Directions for this task = Exactly as they stand, set down all of the records again.

Stored entries =

────

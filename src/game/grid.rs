//! Grid cell store, positions and directions.

use std::fmt;

use serde::Serialize;

use crate::error::{GameError, GameResult};
use crate::game::Occupant;

/// A cell position on the grid.
///
/// `x` is the column and `y` the row; `(0, 0)` is the top-left character of the
/// map layout. Coordinates are signed so that a step off the edge is still a
/// representable position that simply fails the bounds check.
#[derive(Debug, Clone, Copy, PartialEq, Eq, Hash, PartialOrd, Ord, Serialize)]
pub struct Position {
    /// Column.
    pub x: i32,
    /// Row.
    pub y: i32,
}

impl Position {
    /// Create a new position.
    #[must_use]
    pub const fn new(x: i32, y: i32) -> Self {
        Self { x, y }
    }

    /// The neighbouring position one step in `direction`.
    ///
    /// The result may lie outside the grid.
    #[must_use]
    pub const fn step(self, direction: Direction) -> Self {
        let (dx, dy) = direction.unit_vector();
        Self::new(self.x + dx, self.y + dy)
    }

    /// Number of single steps needed to get from `self` to `other`.
    #[must_use]
    pub const fn manhattan_distance(self, other: Self) -> u32 {
        self.x.abs_diff(other.x) + self.y.abs_diff(other.y)
    }
}

impl fmt::Display for Position {
    fn fmt(&self, f: &mut fmt::Formatter<'_>) -> fmt::Result {
        write!(f, "({}, {})", self.x, self.y)
    }
}

/// One of the four movement directions.
#[derive(Debug, Clone, Copy, PartialEq, Eq, Hash, Serialize)]
pub enum Direction {
    /// Towards row 0.
    Up,
    /// Away from row 0.
    Down,
    /// Towards column 0.
    Left,
    /// Away from column 0.
    Right,
}

impl Direction {
    /// All directions in a fixed order.
    pub const ALL: [Direction; 4] = [
        Direction::Up,
        Direction::Down,
        Direction::Left,
        Direction::Right,
    ];

    /// The `(dx, dy)` offset of a single step.
    #[must_use]
    pub const fn unit_vector(self) -> (i32, i32) {
        match self {
            Direction::Up => (0, -1),
            Direction::Down => (0, 1),
            Direction::Left => (-1, 0),
            Direction::Right => (1, 0),
        }
    }

    /// The direction pointing the other way.
    #[must_use]
    pub const fn inverted(self) -> Self {
        match self {
            Direction::Up => Direction::Down,
            Direction::Down => Direction::Up,
            Direction::Left => Direction::Right,
            Direction::Right => Direction::Left,
        }
    }
}

/// Fixed-size 2D store holding at most one occupant per cell.
///
/// The grid enforces nothing across cells: relocating an occupant means
/// clearing its old cell and setting the new one, which is the resolver's job.
#[derive(Debug, Clone, PartialEq, Eq)]
pub struct Grid {
    /// Width in columns.
    width: u16,
    /// Height in rows.
    height: u16,
    /// Cells stored in row-major order.
    cells: Vec<Option<Occupant>>,
}

impl Grid {
    /// Create an empty grid.
    ///
    /// Returns `None` if width or height is zero.
    #[must_use]
    pub fn new(width: u16, height: u16) -> Option<Self> {
        if width == 0 || height == 0 {
            return None;
        }

        let size = usize::from(width) * usize::from(height);
        Some(Self {
            width,
            height,
            cells: vec![None; size],
        })
    }

    /// Width of the grid in columns.
    #[must_use]
    pub const fn width(&self) -> u16 {
        self.width
    }

    /// Height of the grid in rows.
    #[must_use]
    pub const fn height(&self) -> u16 {
        self.height
    }

    /// Check if a position lies within `[0, width) x [0, height)`.
    #[must_use]
    pub fn within_bounds(&self, position: Position) -> bool {
        position.x >= 0
            && position.y >= 0
            && position.x < i32::from(self.width)
            && position.y < i32::from(self.height)
    }

    /// Convert a position to an index into the cell vector.
    fn index(&self, position: Position) -> GameResult<usize> {
        if !self.within_bounds(position) {
            return Err(self.out_of_bounds(position));
        }
        // Both coordinates are non-negative and below u16::MAX here.
        let x = usize::try_from(position.x).map_err(|_| self.out_of_bounds(position))?;
        let y = usize::try_from(position.y).map_err(|_| self.out_of_bounds(position))?;
        Ok(y * usize::from(self.width) + x)
    }

    fn out_of_bounds(&self, position: Position) -> GameError {
        GameError::OutOfBounds {
            position,
            width: self.width,
            height: self.height,
        }
    }

    /// Get the occupant at a position, `None` for an empty cell.
    ///
    /// # Errors
    ///
    /// Returns [`GameError::OutOfBounds`] if the position is outside the grid.
    pub fn get(&self, position: Position) -> GameResult<Option<Occupant>> {
        let idx = self.index(position)?;
        Ok(self.cells[idx])
    }

    /// Place an occupant at a position.
    ///
    /// Does not clear any previous cell of the occupant.
    ///
    /// # Errors
    ///
    /// Returns [`GameError::OutOfBounds`] if the position is outside the grid and
    /// [`GameError::PositionOccupied`] if the cell is not empty.
    pub fn set(&mut self, occupant: Occupant, position: Position) -> GameResult<()> {
        let idx = self.index(position)?;
        if let Some(existing) = self.cells[idx] {
            return Err(GameError::PositionOccupied {
                position,
                occupant: existing,
            });
        }
        self.cells[idx] = Some(occupant);
        Ok(())
    }

    /// Empty the cell at a position, whatever it held.
    ///
    /// # Errors
    ///
    /// Returns [`GameError::OutOfBounds`] if the position is outside the grid.
    pub fn clear(&mut self, position: Position) -> GameResult<()> {
        let idx = self.index(position)?;
        self.cells[idx] = None;
        Ok(())
    }

    /// Iterate over all positions and cells in row-major order.
    pub fn iter(&self) -> impl Iterator<Item = (Position, Option<Occupant>)> + '_ {
        let width = usize::from(self.width);
        self.cells.iter().enumerate().map(move |(idx, cell)| {
            // Indices are bounded by u16::MAX * u16::MAX, so each axis fits in i32.
            let x = i32::try_from(idx % width).unwrap_or(i32::MAX);
            let y = i32::try_from(idx / width).unwrap_or(i32::MAX);
            (Position::new(x, y), *cell)
        })
    }

    /// Iterate over the non-empty cells only.
    pub fn occupied(&self) -> impl Iterator<Item = (Position, Occupant)> + '_ {
        self.iter()
            .filter_map(|(position, cell)| cell.map(|occupant| (position, occupant)))
    }
}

────

Expected answer =
filename src/game/grid.rs
//! Grid cell store, positions and directions.

use std::fmt;

use serde::Serialize;

use crate::error::{GameError, GameResult};
use crate::game::Occupant;

/// A cell position on the grid.
///
/// `x` is the column and `y` the row; `(0, 0)` is the top-left character of the
/// map layout. Coordinates are signed so that a step off the edge is still a
/// representable position that simply fails the bounds check.
#[derive(Debug, Clone, Copy, PartialEq, Eq, Hash, PartialOrd, Ord, Serialize)]
pub struct Position {
    /// Column.
    pub x: i32,
    /// Row.
    pub y: i32,
}

impl Position {
    /// Create a new position.
    #[must_use]
    pub const fn new(x: i32, y: i32) -> Self {
        Self { x, y }
    }

    /// The neighbouring position one step in `direction`.
    ///
    /// The result may lie outside the grid.
    #[must_use]
    pub const fn step(self, direction: Direction) -> Self {
        let (dx, dy) = direction.unit_vector();
        Self::new(self.x + dx, self.y + dy)
    }

    /// Number of single steps needed to get from `self` to `other`.
    #[must_use]
    pub const fn manhattan_distance(self, other: Self) -> u32 {
        self.x.abs_diff(other.x) + self.y.abs_diff(other.y)
    }
}

impl fmt::Display for Position {
    fn fmt(&self, f: &mut fmt::Formatter<'_>) -> fmt::Result {
        write!(f, "({}, {})", self.x, self.y)
    }
}

/// One of the four movement directions.
#[derive(Debug, Clone, Copy, PartialEq, Eq, Hash, Serialize)]
pub enum Direction {
    /// Towards row 0.
    Up,
    /// Away from row 0.
    Down,
    /// Towards column 0.
    Left,
    /// Away from column 0.
    Right,
}

impl Direction {
    /// All directions in a fixed order.
    pub const ALL: [Direction; 4] = [
        Direction::Up,
        Direction::Down,
        Direction::Left,
        Direction::Right,
    ];

    /// The `(dx, dy)` offset of a single step.
    #[must_use]
    pub const fn unit_vector(self) -> (i32, i32) {
        match self {
            Direction::Up => (0, -1),
            Direction::Down => (0, 1),
            Direction::Left => (-1, 0),
            Direction::Right => (1, 0),
        }
    }

    /// The direction pointing the other way.
    #[must_use]
    pub const fn inverted(self) -> Self {
        match self {
            Direction::Up => Direction::Down,
            Direction::Down => Direction::Up,
            Direction::Left => Direction::Right,
            Direction::Right => Direction::Left,
        }
    }
}

/// Fixed-size 2D store holding at most one occupant per cell.
///
/// The grid enforces nothing across cells: relocating an occupant means
/// clearing its old cell and setting the new one, which is the resolver's job.
#[derive(Debug, Clone, PartialEq, Eq)]
pub struct Grid {
    /// Width in columns.
    width: u16,
    /// Height in rows.
    height: u16,
    /// Cells stored in row-major order.
    cells: Vec<Option<Occupant>>,
}

impl Grid {
    /// Create an empty grid.
    ///
    /// Returns `None` if width or height is zero.
    #[must_use]
    pub fn new(width: u16, height: u16) -> Option<Self> {
        if width == 0 || height == 0 {
            return None;
        }

        let size = usize::from(width) * usize::from(height);
        Some(Self {
            width,
            height,
            cells: vec![None; size],
        })
    }

    /// Width of the grid in columns.
    #[must_use]
    pub const fn width(&self) -> u16 {
        self.width
    }

    /// Height of the grid in rows.
    #[must_use]
    pub const fn height(&self) -> u16 {
        self.height
    }

    /// Check if a position lies within `[0, width) x [0, height)`.
    #[must_use]
    pub fn within_bounds(&self, position: Position) -> bool {
        position.x >= 0
            && position.y >= 0
            && position.x < i32::from(self.width)
            && position.y < i32::from(self.height)
    }

    /// Convert a position to an index into the cell vector.
    fn index(&self, position: Position) -> GameResult<usize> {
        if !self.within_bounds(position) {
            return Err(self.out_of_bounds(position));
        }
        // Both coordinates are non-negative and below u16::MAX here.
        let x = usize::try_from(position.x).map_err(|_| self.out_of_bounds(position))?;
        let y = usize::try_from(position.y).map_err(|_| self.out_of_bounds(position))?;
        Ok(y * usize::from(self.width) + x)
    }

    fn out_of_bounds(&self, position: Position) -> GameError {
        GameError::OutOfBounds {
            position,
            width: self.width,
            height: self.height,
        }
    }

    /// Get the occupant at a position, `None` for an empty cell.
    ///
    /// # Errors
    ///
    /// Returns [`GameError::OutOfBounds`] if the position is outside the grid.
    pub fn get(&self, position: Position) -> GameResult<Option<Occupant>> {
        let idx = self.index(position)?;
        Ok(self.cells[idx])
    }

    /// Place an occupant at a position.
    ///
    /// Does not clear any previous cell of the occupant.
    ///
    /// # Errors
    ///
    /// Returns [`GameError::OutOfBounds`] if the position is outside the grid and
    /// [`GameError::PositionOccupied`] if the cell is not empty.
    pub fn set(&mut self, occupant: Occupant, position: Position) -> GameResult<()> {
        let idx = self.index(position)?;
        if let Some(existing) = self.cells[idx] {
            return Err(GameError::PositionOccupied {
                position,
                occupant: existing,
            });
        }
        self.cells[idx] = Some(occupant);
        Ok(())
    }

    /// Empty the cell at a position, whatever it held.
    ///
    /// # Errors
    ///
    /// Returns [`GameError::OutOfBounds`] if the position is outside the grid.
    pub fn clear(&mut self, position: Position) -> GameResult<()> {
        let idx = self.index(position)?;
        self.cells[idx] = None;
        Ok(())
    }

    /// Iterate over all positions and cells in row-major order.
    pub fn iter(&self) -> impl Iterator<Item = (Position, Option<Occupant>)> + '_ {
        let width = usize::from(self.width);
        self.cells.iter().enumerate().map(move |(idx, cell)| {
            // Indices are bounded by u16::MAX * u16::MAX, so each axis fits in i32.
            let x = i32::try_from(idx % width).unwrap_or(i32::MAX);
            let y = i32::try_from(idx / width).unwrap_or(i32::MAX);
            (Position::new(x, y), *cell)
        })
    }

    /// Iterate over the non-empty cells only.
    pub fn occupied(&self) -> impl Iterator<Item = (Position, Occupant)> + '_ {
        self.iter()
            .filter_map(|(position, cell)| cell.map(|occupant| (position, occupant)))
    }
}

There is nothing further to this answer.